Reinforcement learning is another common technique used in generative AI. Put simply, a human manually scores the output of a model to filter out bad responses and nudge the algorithm to respond in a certain way. Thanks to a public research paper on the LaMDA language model, we know that Google hired part-time workers for reinforcement learning. Over time, their feedback helped the model deliver high-quality and useful responses to user prompts.
What are the benefits and limitations of Generative AI?
Edgar Cervantes / Android Authority
As with any new technology, we’re bound to see it used in creative and malicious ways simultaneously. Let’s start with the benefits of generative AI:
- Reduced manual labor: In tasks that involve a lot of repetition, generative AI can ease the burden with little to no effort. For example, computer code includes a lot of boilerplate text. A developer can automate most of the initial steps with the help of a chatbot.
- Increased efficiency: Computers can process large amounts of information significantly faster than any human. A language model can quickly summarize a long document or research paper and answer questions that require critical thinking.
- Human-like decision-making: Generative AI can deal with new and unseen scenarios extremely well, meaning it could also excel at decision-making. GPT-4, for example, can already pass standardized tests designed for college students and solve complex math problems.
As promising as generative AI tools are, though, there are plenty of downsides to them too. We already have a dedicated post addressing the dangers of AI, but here’s a quick summary:
- bias: As mentioned earlier, generative AI tools only perform well after going through enough training. Unfortunately, however, endless variations in the real world make an unbiased or perfect AI quite out of reach today. An AI designed to select job applicants, for example, could unintentionally pick based on certain races or genders due to training biases.
- Malicious acts: From amateur programmers using ChatGPT to generate malware to social media users creating deepfake imagery of politicians, generative AI tools can already harm or mislead the general population with very little effort.
- job loss: Generative AI has the potential to render some jobs obsolete or, at the very least, reduce hiring demand. This is particularly true in the art industry, where a single text-based prompt can produce images nearly instantly. A trained human can then spend only a short amount of time refining the AI-generated art rather than creating it from scratch.
What are some examples of Generative AI?
Calvin Wankhede / Android Authority
We’ve already discussed a few examples of generative AI throughout this article. But we can also go one step further and group them on the basis of their roles.
- Texts and dialogs: Chatbots like ChatGPT, Bing Chat, and Google Bard fall under this category.

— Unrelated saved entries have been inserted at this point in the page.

//! File-backed key/value store.
//!
//! The whole store is one JSON object. Every read goes to disk so separate
//! controller processes observe each other's last write, and every write
//! replaces the file atomically (temp file + rename) so a crash mid-write
//! leaves the previous record intact.

use std::fs;
use std::io::Write;
use std::path::{Path, PathBuf};
use std::sync::Mutex;

use serde_json::{Map, Value};
use tempfile::NamedTempFile;
use tracing::warn;

use super::{KeyValueStore, StoreError};

/// JSON object file store.
#[derive(Debug)]
pub struct JsonFileStore {
    path: PathBuf,
    /// Serializes read-modify-write cycles within this process.
    write_lock: Mutex<()>,
}

impl JsonFileStore {
    /// Creates a store backed by `path`.
    ///
    /// The file and its parent directory are created on first write.
    pub fn new(path: impl Into<PathBuf>) -> Self {
        Self {
            path: path.into(),
            write_lock: Mutex::new(()),
        }
    }

    /// Returns the backing file path.
    pub fn path(&self) -> &Path {
        &self.path
    }

    /// Reads the whole object.
    ///
    /// A missing, empty or corrupt file reads as an empty store.
    fn read_all(&self) -> Result<Map<String, Value>, StoreError> {
        let content = match fs::read_to_string(&self.path) {
            Ok(content) => content,
            Err(e) if e.kind() == std::io::ErrorKind::NotFound => return Ok(Map::new()),
            Err(e) => return Err(e.into()),
        };

        if content.trim().is_empty() {
            return Ok(Map::new());
        }

        match serde_json::from_str::<Value>(&content) {
            Ok(Value::Object(map)) => Ok(map),
            Ok(_) => {
                warn!("Store file {:?} is not a JSON object, treating as empty", self.path);
                Ok(Map::new())
            }
            Err(e) => {
                warn!("Store file {:?} is corrupt ({}), treating as empty", self.path, e);
                Ok(Map::new())
            }
        }
    }

    /// Atomically replaces the file with `entries`.
    ///
    /// The contents reach the disk before the rename, so a crash leaves
    /// either the old file or the complete new one.
    fn write_all(&self, entries: &Map<String, Value>) -> Result<(), StoreError> {
        let parent = match self.path.parent() {
            Some(parent) if !parent.as_os_str().is_empty() => parent.to_path_buf(),
            _ => PathBuf::from("."),
        };
        fs::create_dir_all(&parent)?;

        let content = serde_json::to_string_pretty(entries)?;
        let mut temp_file = NamedTempFile::new_in(&parent)?;
        temp_file.write_all(content.as_bytes())?;
        temp_file.flush()?;
        temp_file.as_file().sync_all()?;
        temp_file.persist(&self.path).map_err(|e| e.error)?;

        Ok(())
    }
}

impl KeyValueStore for JsonFileStore {
    fn get_many(&self, keys: &[&str]) -> Result<Map<String, Value>, StoreError> {
        let mut all = self.read_all()?;
        Ok(keys
            .iter()
            .filter_map(|key| all.remove(*key).map(|v| ((*key).to_string(), v)))
            .collect())
    }

    fn set_many(&self, updates: Map<String, Value>) -> Result<(), StoreError> {
        let _guard = self.write_lock.lock().map_err(|_| StoreError::Poisoned)?;
        let mut all = self.read_all()?;
        all.extend(updates);
        self.write_all(&all)
    }

    fn remove(&self, keys: &[&str]) -> Result<(), StoreError> {
        let _guard = self.write_lock.lock().map_err(|_| StoreError::Poisoned)?;
        let mut all = self.read_all()?;
        let before = all.len();
        for key in keys {
            all.remove(*key);
        }
        if all.len() == before {
            return Ok(());
        }
        self.write_all(&all)
    }
}

#[cfg(test)]
mod tests {
    use super::*;
    use serde_json::json;

    fn entries(pairs: &[(&str, Value)]) -> Map<String, Value> {
        pairs
            .iter()
            .map(|(k, v)| ((*k).to_string(), v.clone()))
            .collect()
    }

    #[test]
    fn test_missing_file_reads_empty() {
        let dir = tempfile::tempdir().unwrap();
        let store = JsonFileStore::new(dir.path().join("state.json"));
        assert!(store.get_many(&["isRunning"]).unwrap().is_empty());
    }

    #[test]
    fn test_persists_across_instances() {
        let dir = tempfile::tempdir().unwrap();
        let path = dir.path().join("nested").join("state.json");

        let store = JsonFileStore::new(&path);
        store
            .set_many(entries(&[("isRunning", json!(true)), ("timerEndTime", json!(7))]))
            .unwrap();

        let reopened = JsonFileStore::new(&path);
        assert_eq!(reopened.get("timerEndTime").unwrap(), Some(json!(7)));
        assert_eq!(reopened.path(), path.as_path());
    }

    #[test]
    fn test_set_merges_with_existing_keys() {
        let dir = tempfile::tempdir().unwrap();
        let store = JsonFileStore::new(dir.path().join("state.json"));

        store.set_many(entries(&[("a", json!(1))])).unwrap();
        store.set_many(entries(&[("b", json!(2))])).unwrap();

        let all = store.get_many(&["a", "b"]).unwrap();
        assert_eq!(all.len(), 2);
    }

    #[test]
    fn test_corrupt_file_reads_empty() {
        let dir = tempfile::tempdir().unwrap();
        let path = dir.path().join("state.json");
        fs::write(&path, "{\"isRunning\": tr").unwrap();

        let store = JsonFileStore::new(&path);
        assert!(store.get_many(&["isRunning"]).unwrap().is_empty());

        store.set_many(entries(&[("isRunning", json!(false))])).unwrap();
        assert_eq!(store.get("isRunning").unwrap(), Some(json!(false)));
    }

    #[test]
    fn test_non_object_file_reads_empty() {
        let dir = tempfile::tempdir().unwrap();
        let path = dir.path().join("state.json");
        fs::write(&path, "[1, 2, 3]").unwrap();

        let store = JsonFileStore::new(&path);
        assert!(store.get_many(&["a"]).unwrap().is_empty());
    }

    #[test]
    fn test_remove() {
        let dir = tempfile::tempdir().unwrap();
        let store = JsonFileStore::new(dir.path().join("state.json"));
        store
            .set_many(entries(&[("a", json!(1)), ("b", json!(2))]))
            .unwrap();

        store.remove(&["a", "zzz"]).unwrap();

        assert_eq!(store.get("a").unwrap(), None);
        assert_eq!(store.get("b").unwrap(), Some(json!(2)));
    }

    #[test]
    fn test_save_leaves_complete_file_and_no_temp_files() {
        let dir = tempfile::tempdir().unwrap();
        let path = dir.path().join("state.json");
        let store = JsonFileStore::new(&path);

        for end in [100, 200, 300] {
            store
                .set_many(entries(&[("isRunning", json!(true)), ("timerEndTime", json!(end))]))
                .unwrap();
        }

        let on_disk: Value = serde_json::from_str(&fs::read_to_string(&path).unwrap()).unwrap();
        assert_eq!(on_disk["timerEndTime"], json!(300));
        let files: Vec<_> = fs::read_dir(dir.path()).unwrap().collect();
        assert_eq!(files.len(), 1);
    }
}
//! Notifier error types.
//!
//! Notification and playback failures are never fatal to the timer; callers
//! log them and continue.

use thiserror::Error;

/// Errors that can occur while notifying the user.
#[derive(Debug, Error, Clone, PartialEq, Eq)]
pub enum NotificationError {
    /// Failed to deliver a notification.
    #[error("failed to send notification: {0}")]
    SendFailed(String),

    /// The audio playback surface could not be created.
    #[error("failed to create playback surface: {0}")]
    SurfaceCreationFailed(String),

    /// Playback on an existing surface failed.
    #[error("failed to play sound: {0}")]
    PlaybackFailed(String),
}

impl NotificationError {
    /// Returns true if the error concerns audio.
    #[must_use]
    pub fn is_audio_error(&self) -> bool {
        matches!(
            self,
            Self::SurfaceCreationFailed(_) | Self::PlaybackFailed(_)
        )
    }

    /// Returns a user-friendly suggestion for resolving this error.
    #[must_use]
    pub fn suggestion(&self) -> &'static str {
        match self {
            Self::SendFailed(_) => "Check the log destination",
            Self::SurfaceCreationFailed(_) => "Check that the terminal accepts writes to stderr",
            Self::PlaybackFailed(_) => "Restart the daemon",
        }
    }
}
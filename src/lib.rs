//! Focus Timer Library
//!
//! This library provides the core functionality for the focus timer.
//! It includes:
//! - Timer state machine driven by absolute deadlines
//! - Persistent state store shared by the owner and the controller mirror
//! - Background owner (daemon) with a self-rearming wake scheduler
//! - Cross-context message bus for overlays and the controller
//! - Tab/navigation focus enforcement against an allow-list
//! - Standalone fallback engine used when no owner is reachable
//! - Audio/visual notifier and the per-page overlay widget
//! - CLI command parsing, IPC client and display utilities

pub mod bus;
pub mod cli;
pub mod clock;
pub mod config;
pub mod daemon;
pub mod focus;
pub mod machine;
pub mod notification;
pub mod standalone;
pub mod store;
pub mod types;

// Re-export commonly used types for convenience
pub use types::{
    IpcRequest, IpcResponse, Navigation, NavigationVerdict, ObserverEvent, PageInfo,
    SessionType, StartRequest, StateSnapshot, SurfaceId, TimerSettings, TimerState,
};

pub use bus::{Broadcaster, BusError, Surface};
pub use clock::{Clock, ManualClock, SystemClock};
pub use config::AppConfig;
pub use daemon::{TimerEngine, TimerEvent, WakeOutcome};
pub use focus::{FocusConfig, FocusEnforcer, FocusError};
pub use machine::{advance, catch_up, Transition};
pub use notification::{NotificationError, NotificationKind, Notifier, Overlay};
pub use standalone::StandaloneEngine;
pub use store::{JsonFileStore, KeyValueStore, MemoryStore, StoreError, TimerRepository};
//! Focus Timer CLI
//!
//! A pomodoro timer that stays correct across restarts and suspension:
//! - 25 minutes of focused work with non-allow-listed pages closed
//! - 5 minutes of short break
//! - 15 minutes of long break after 4 work sessions

use anyhow::Result;
use clap::{CommandFactory, Parser};

use focus_timer::cli::{self, Cli, Commands, Controller, Display, FollowEnd, IpcClient};
use focus_timer::clock::SystemClock;
use focus_timer::config::AppConfig;
use focus_timer::daemon;
use focus_timer::types::{Navigation, NavigationVerdict};

/// Main entry point
#[tokio::main(flavor = "current_thread")]
async fn main() {
    // Parse command line arguments
    let cli = Cli::parse();

    // Initialize logging
    init_tracing(cli.verbose);

    // Execute command
    if let Err(e) = execute(cli).await {
        Display::show_error(&format!("{:#}", e));
        std::process::exit(1);
    }
}

/// Initializes the tracing subscriber for logging.
fn init_tracing(verbose: bool) {
    use tracing_subscriber::{fmt, EnvFilter};

    let filter = if verbose {
        EnvFilter::new("debug")
    } else {
        EnvFilter::try_from_default_env().unwrap_or_else(|_| EnvFilter::new("warn"))
    };

    fmt()
        .with_env_filter(filter)
        .with_target(false)
        .without_time()
        .with_writer(std::io::stderr)
        .init();
}

/// Executes the CLI command.
async fn execute(cli: Cli) -> Result<()> {
    let command = match cli.command {
        Some(command) => command,
        None => {
            // No command provided, show help
            Cli::command().print_help()?;
            return Ok(());
        }
    };

    if let Commands::Completions { shell } = command {
        generate_completions(shell);
        return Ok(());
    }

    let config = AppConfig::load(cli.data_dir)?;
    tracing::debug!("Data directory: {:?}", config.data_dir);

    match command {
        Commands::Start(args) => {
            let controller = Controller::from_config(&config);
            let settings = args.apply(controller.settings());
            let view = controller.start(settings).await?;
            Display::show_start(&view);
        }
        Commands::Pause => {
            let view = Controller::from_config(&config).pause().await?;
            Display::show_pause(&view);
        }
        Commands::Stop => {
            let view = Controller::from_config(&config).stop().await?;
            Display::show_stop(&view);
        }
        Commands::Status => {
            let view = Controller::from_config(&config).status().await?;
            Display::show_status(&view);
        }
        Commands::Run => {
            Controller::from_config(&config).run().await?;
        }
        Commands::Daemon => {
            daemon::run(&config).await?;
        }
        Commands::Watch(args) => {
            let client = IpcClient::with_socket_path(config.socket_path());
            let mut subscription = client.subscribe(args.page()).await?;
            tracing::debug!("Subscribed as {}", subscription.surface_id());

            let end = cli::follow(&mut subscription, &SystemClock, Display::show_overlay, async {
                let _ = tokio::signal::ctrl_c().await;
            })
            .await?;
            match end {
                FollowEnd::PageClosed => Display::show_page_closed(),
                FollowEnd::OwnerGone { .. } => Display::show_owner_lost(),
                FollowEnd::Shutdown => println!(),
            }
        }
        Commands::CheckUrl { url, tab } => {
            let client = IpcClient::with_socket_path(config.socket_path());
            // Without an owner nothing enforces navigation.
            let verdict = match client.get_state(config.get_state_timeout()).await {
                Ok(_) => {
                    client
                        .check_navigation(Navigation::top_level(tab, url.as_str()))
                        .await?
                }
                Err(e) => {
                    tracing::debug!("No owner ({}), navigation not enforced", e);
                    NavigationVerdict::Ignored
                }
            };
            Display::show_verdict(&url, verdict);
        }
        Commands::Completions { .. } => {}
    }

    Ok(())
}

/// Generates shell completion scripts.
fn generate_completions(shell: clap_complete::Shell) {
    use clap_complete::generate;
    use std::io;

    let mut cmd = Cli::command();
    let bin_name = cmd.get_name().to_string();
    generate(shell, &mut cmd, bin_name, &mut io::stdout());
}

// ============================================================================
// Tests
// ============================================================================
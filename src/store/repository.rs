//! Timer state persistence.
//!
//! Maps [`TimerState`] onto a [`StoreKeys`] namespace. Loading never fails
//! the caller: a missing, partial or unreadable record yields a stopped
//! state, which is always a safe place for the state machine to start.

use std::sync::Arc;

use serde_json::{json, Map, Value};
use tracing::{debug, warn};

use crate::types::{SessionType, TimerSettings, TimerState};

use super::{KeyValueStore, StoreError, StoreKeys, OWNER_KEYS, STANDALONE_KEYS};

/// Reads and writes a [`TimerState`] in a key/value store.
#[derive(Clone)]
pub struct TimerRepository {
    store: Arc<dyn KeyValueStore>,
    keys: StoreKeys,
}

impl std::fmt::Debug for TimerRepository {
    fn fmt(&self, f: &mut std::fmt::Formatter<'_>) -> std::fmt::Result {
        f.debug_struct("TimerRepository")
            .field("keys", &self.keys)
            .finish_non_exhaustive()
    }
}

impl TimerRepository {
    /// Creates a repository over `store` using the given key namespace.
    pub fn new(store: Arc<dyn KeyValueStore>, keys: StoreKeys) -> Self {
        Self { store, keys }
    }

    /// Repository for the background owner's keys.
    pub fn owner(store: Arc<dyn KeyValueStore>) -> Self {
        Self::new(store, OWNER_KEYS)
    }

    /// Repository for the controller's standalone mirror keys.
    pub fn standalone(store: Arc<dyn KeyValueStore>) -> Self {
        Self::new(store, STANDALONE_KEYS)
    }

    /// Returns the key namespace.
    pub fn keys(&self) -> &StoreKeys {
        &self.keys
    }

    /// Loads the persisted state, falling back to a stopped state.
    pub fn load(&self, defaults: &TimerSettings) -> TimerState {
        match self.try_load(defaults) {
            Ok(state) => state,
            Err(e) => {
                warn!("Failed to read timer state, starting clean: {}", e);
                TimerState::new(defaults.clone())
            }
        }
    }

    /// Loads the persisted state, surfacing store errors.
    pub fn try_load(&self, defaults: &TimerSettings) -> Result<TimerState, StoreError> {
        let keys = self.keys.all();
        let data = self.store.get_many(&keys)?;
        Ok(self.decode(&data, defaults))
    }

    fn decode(&self, data: &Map<String, Value>, defaults: &TimerSettings) -> TimerState {
        let k = &self.keys;
        let settings = TimerSettings {
            work_time: read_u32(data, k.work_time).unwrap_or(defaults.work_time),
            short_break: read_u32(data, k.short_break).unwrap_or(defaults.short_break),
            long_break: read_u32(data, k.long_break).unwrap_or(defaults.long_break),
            sessions_before_long_break: read_u32(data, k.sessions_before_long_break)
                .unwrap_or(defaults.sessions_before_long_break),
        };
        let settings = match settings.validate() {
            Ok(()) => settings,
            Err(e) => {
                warn!("Ignoring persisted settings: {}", e);
                defaults.clone()
            }
        };

        let mut state = TimerState::new(settings);
        state.session_type = data
            .get(k.session_type)
            .and_then(Value::as_str)
            .and_then(SessionType::parse)
            .unwrap_or_default();
        state.session_count = read_u32(data, k.session_count).unwrap_or(0);

        let is_running = data
            .get(k.is_running)
            .and_then(Value::as_bool)
            .unwrap_or(false);
        let end_time = read_i64(data, k.end_time);

        match (is_running, end_time) {
            (true, Some(end)) => {
                state.run_until(state.session_type, end);
            }
            (true, None) => {
                debug!("Running flag without a deadline, treating as stopped");
                state.reset();
            }
            (false, _) => {
                state.remaining_seconds = read_u32(data, k.remaining_seconds)
                    .unwrap_or_else(|| state.settings.duration_for(state.session_type));
            }
        }

        state
    }

    /// Persists the full state.
    pub fn save(&self, state: &TimerState) -> Result<(), StoreError> {
        let k = &self.keys;
        let mut entries = Map::new();
        entries.insert(k.is_running.to_string(), json!(state.is_running));
        entries.insert(
            k.end_time.to_string(),
            json!(if state.is_running {
                state.end_timestamp
            } else {
                None
            }),
        );
        entries.insert(
            k.session_type.to_string(),
            json!(state.session_type.as_str()),
        );
        entries.insert(k.session_count.to_string(), json!(state.session_count));
        entries.insert(
            k.remaining_seconds.to_string(),
            if state.is_running {
                Value::Null
            } else {
                json!(state.remaining_seconds)
            },
        );
        entries.insert(k.work_time.to_string(), json!(state.settings.work_time));
        entries.insert(k.short_break.to_string(), json!(state.settings.short_break));
        entries.insert(k.long_break.to_string(), json!(state.settings.long_break));
        entries.insert(
            k.sessions_before_long_break.to_string(),
            json!(state.settings.sessions_before_long_break),
        );
        if let Some(focus_key) = k.is_focus_active {
            entries.insert(focus_key.to_string(), json!(state.is_focus_active()));
        }

        self.store.set_many(entries)
    }

    /// Persists a stopped state at the start of a cycle and returns it.
    ///
    /// Durations already in the store are kept.
    pub fn reset(&self, defaults: &TimerSettings) -> Result<TimerState, StoreError> {
        let mut state = self.load(defaults);
        state.reset();
        self.save(&state)?;
        Ok(state)
    }

    /// Reads the navigation enforcement flag. Unreadable means inactive.
    pub fn is_focus_active(&self) -> bool {
        let Some(key) = self.keys.is_focus_active else {
            return false;
        };
        match self.store.get(key) {
            Ok(value) => value.and_then(|v| v.as_bool()).unwrap_or(false),
            Err(e) => {
                warn!("Failed to read focus flag, treating as inactive: {}", e);
                false
            }
        }
    }
}

/// Reads a non-negative integer, accepting integral floats.
fn read_u32(data: &Map<String, Value>, key: &str) -> Option<u32> {
    let value = data.get(key)?;
    if let Some(n) = value.as_u64() {
        return u32::try_from(n).ok();
    }
    value
        .as_f64()
        .filter(|f| f.is_finite() && *f >= 0.0 && f.fract() == 0.0 && *f <= f64::from(u32::MAX))
        .map(|f| f as u32)
}

/// Reads an epoch-millisecond timestamp, accepting floats.
fn read_i64(data: &Map<String, Value>, key: &str) -> Option<i64> {
    let value = data.get(key)?;
    if let Some(n) = value.as_i64() {
        return Some(n);
    }
    value
        .as_f64()
        .filter(|f| f.is_finite())
        .map(|f| f.round() as i64)
}
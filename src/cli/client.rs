//! Client side of the owner socket.
//!
//! Used by the controller to look for an owner and forward commands, and by
//! overlay instances to hold a `subscribe` connection open.

use std::path::PathBuf;
use std::time::Duration;

use anyhow::{Context, Result};
use tokio::io::{AsyncBufReadExt, AsyncReadExt, AsyncWriteExt, BufReader, Lines};
use tokio::net::unix::{OwnedReadHalf, OwnedWriteHalf};
use tokio::net::UnixStream;
use tokio::time::timeout;

use crate::daemon::ipc::IpcError;
use crate::types::{
    IpcRequest, IpcResponse, Navigation, NavigationVerdict, ObserverEvent, PageInfo,
    StartRequest, StateSnapshot, SurfaceId,
};

// ============================================================================
// Limits
// ============================================================================

/// Bound on each connect, write and read.
const IO_WAIT: Duration = Duration::from_secs(5);

/// Largest response body accepted from the owner.
const RESPONSE_LIMIT: u64 = 64 * 1024;

/// Attempts for commands that change timer state.
const COMMAND_ATTEMPTS: u32 = 3;

/// Backoff step between attempts; attempt `n` waits `n` steps.
const BACKOFF_STEP: Duration = Duration::from_millis(500);

// ============================================================================
// IpcClient
// ============================================================================

/// Handle on the owner socket. Each call opens its own connection.
#[derive(Debug, Clone)]
pub struct IpcClient {
    socket_path: PathBuf,
}

impl IpcClient {
    pub fn with_socket_path(socket_path: PathBuf) -> Self {
        Self { socket_path }
    }

    pub fn socket_path(&self) -> &PathBuf {
        &self.socket_path
    }

    /// Asks the owner for its state with `getState`.
    ///
    /// A single attempt bounded by `deadline` as a whole. Any error means
    /// "no owner present"; [`IpcError::is_unreachable`] tells a missing owner
    /// apart from a misbehaving one.
    pub async fn get_state(&self, deadline: Duration) -> Result<StateSnapshot, IpcError> {
        let query = async {
            let mut stream = UnixStream::connect(&self.socket_path)
                .await
                .map_err(|e| IpcError::ConnectionError(e.to_string()))?;
            let response = round_trip(&mut stream, &IpcRequest::GetState)
                .await
                .map_err(|e| IpcError::ReadError(format!("{:#}", e)))?;
            if !response.is_success() {
                return Err(IpcError::ReadError(response.message));
            }
            Ok(response.data.unwrap_or_default())
        };

        timeout(deadline, query)
            .await
            .unwrap_or(Err(IpcError::Timeout))
    }

    /// Sends a `startTimer` command.
    pub async fn start(&self, request: StartRequest) -> Result<IpcResponse> {
        self.command(&IpcRequest::StartTimer(request)).await
    }

    /// Sends a `stopTimer` command.
    pub async fn stop(&self) -> Result<IpcResponse> {
        self.command(&IpcRequest::StopTimer).await
    }

    /// Asks the owner whether a navigation may proceed.
    pub async fn check_navigation(&self, navigation: Navigation) -> Result<NavigationVerdict> {
        self.request_once(&IpcRequest::CheckNavigation(navigation))
            .await?
            .verdict
            .context("daemon response carried no verdict")
    }

    /// Opens a `subscribe` connection.
    ///
    /// The write half stays open for the lifetime of the subscription; the
    /// owner treats its closure as the page going away.
    pub async fn subscribe(&self, page: Option<PageInfo>) -> Result<Subscription> {
        let mut stream = self.connect().await?;
        send_body(&mut stream, &IpcRequest::Subscribe { page }).await?;

        let (reader, writer) = stream.into_split();
        let mut lines = BufReader::new(reader).lines();

        let first = timeout(IO_WAIT, lines.next_line())
            .await
            .context("timed out waiting for the subscription reply")?
            .context("cannot receive the subscription reply")?
            .context("daemon sent no response")?;
        let response: IpcResponse =
            serde_json::from_str(&first).context("cannot parse the subscription reply")?;
        if !response.is_success() {
            anyhow::bail!("{}", response.message);
        }

        let surface_id = response
            .surface_id
            .context("daemon response carried no surface id")?;
        Ok(Subscription {
            surface_id,
            snapshot: response.data.unwrap_or_default(),
            lines,
            _writer: writer,
        })
    }

    /// Sends a state-changing command, retrying with a linear backoff.
    async fn command(&self, request: &IpcRequest) -> Result<IpcResponse> {
        let mut attempt = 1;
        loop {
            let err = match self.request_once(request).await {
                Ok(response) => return Ok(response),
                Err(e) => e,
            };
            tracing::warn!(attempt, of = COMMAND_ATTEMPTS, "command send failed: {:#}", err);
            if attempt == COMMAND_ATTEMPTS {
                return Err(err);
            }
            tokio::time::sleep(BACKOFF_STEP * attempt).await;
            attempt += 1;
        }
    }

    /// One connection, one request. An error response becomes an `Err`.
    async fn request_once(&self, request: &IpcRequest) -> Result<IpcResponse> {
        let mut stream = self.connect().await?;
        let response = round_trip(&mut stream, request).await?;
        if !response.is_success() {
            anyhow::bail!("{}", response.message);
        }
        Ok(response)
    }

    async fn connect(&self) -> Result<UnixStream> {
        timeout(IO_WAIT, UnixStream::connect(&self.socket_path))
            .await
            .context("timed out connecting to the daemon")?
            .context("cannot connect to the daemon; start it with 'focus-timer daemon'")
    }
}

/// Writes the request document without closing the stream.
async fn send_body(stream: &mut UnixStream, request: &IpcRequest) -> Result<()> {
    let body = serde_json::to_vec(request).context("cannot serialize request")?;
    timeout(IO_WAIT, async {
        stream.write_all(&body).await?;
        stream.flush().await
    })
    .await
    .context("timed out sending request")?
    .context("cannot send request")
}

/// Sends `request`, closes the write side and decodes whatever comes back.
async fn round_trip(stream: &mut UnixStream, request: &IpcRequest) -> Result<IpcResponse> {
    send_body(stream, request).await?;
    stream
        .shutdown()
        .await
        .context("cannot close the write side")?;

    let mut body = Vec::new();
    timeout(IO_WAIT, stream.take(RESPONSE_LIMIT).read_to_end(&mut body))
        .await
        .context("timed out waiting for a response")?
        .context("cannot receive response")?;

    anyhow::ensure!(!body.is_empty(), "daemon sent no response");
    serde_json::from_slice(&body).context("cannot parse response")
}

// ============================================================================
// Subscription
// ============================================================================

/// An open `subscribe` connection.
#[derive(Debug)]
pub struct Subscription {
    surface_id: SurfaceId,
    snapshot: StateSnapshot,
    lines: Lines<BufReader<OwnedReadHalf>>,
    _writer: OwnedWriteHalf,
}

impl Subscription {
    /// Surface id the owner assigned to this connection.
    pub fn surface_id(&self) -> SurfaceId {
        self.surface_id
    }

    /// Owner state at the time of subscribing.
    pub fn snapshot(&self) -> &StateSnapshot {
        &self.snapshot
    }

    /// Waits for the next event. `None` means the owner closed the stream.
    ///
    /// Lines that do not decode are skipped.
    pub async fn next_event(&mut self) -> Result<Option<ObserverEvent>> {
        loop {
            let Some(line) = self
                .lines
                .next_line()
                .await
                .context("failed to receive event")?
            else {
                return Ok(None);
            };
            match serde_json::from_str(&line) {
                Ok(event) => return Ok(Some(event)),
                Err(e) => tracing::debug!("Skipping undecodable event {:?}: {}", line, e),
            }
        }
    }
}

// ============================================================================
// Tests
// ============================================================================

They’ve been trained and fine-tuned to engage in back-and-forth conversations, making them perfect for tasks like research and customer support.
- Images and videos: AI image generators like Midjourney, DALL-E, and Stable Diffusion can convert a few words into art. They can also work with existing images to replace backgrounds, add or blend in elements, and create upscaled copies of low-quality inputs.
- Speech and audio: Companies like Google have been working on using generative AI to synthesize speech. You might already be familiar with the WaveNet text-to-speech model since it’s used for the Google Assistant. But that’s not all, other generative AI like OpenAI Jukebox can also create music with instruments and vocals in specific genres and styles.
- code: What if computers could write their own programs? We’re not quite there yet, but programmers can already use an AI companion like GitHub Copilot or OpenAI Codex to speed up their workflows.
It’s worth noting that most of these generative AI tools didn’t even exist a few years ago. With breakthroughs landing seemingly every other week, it’s impossible to predict what the future will bring.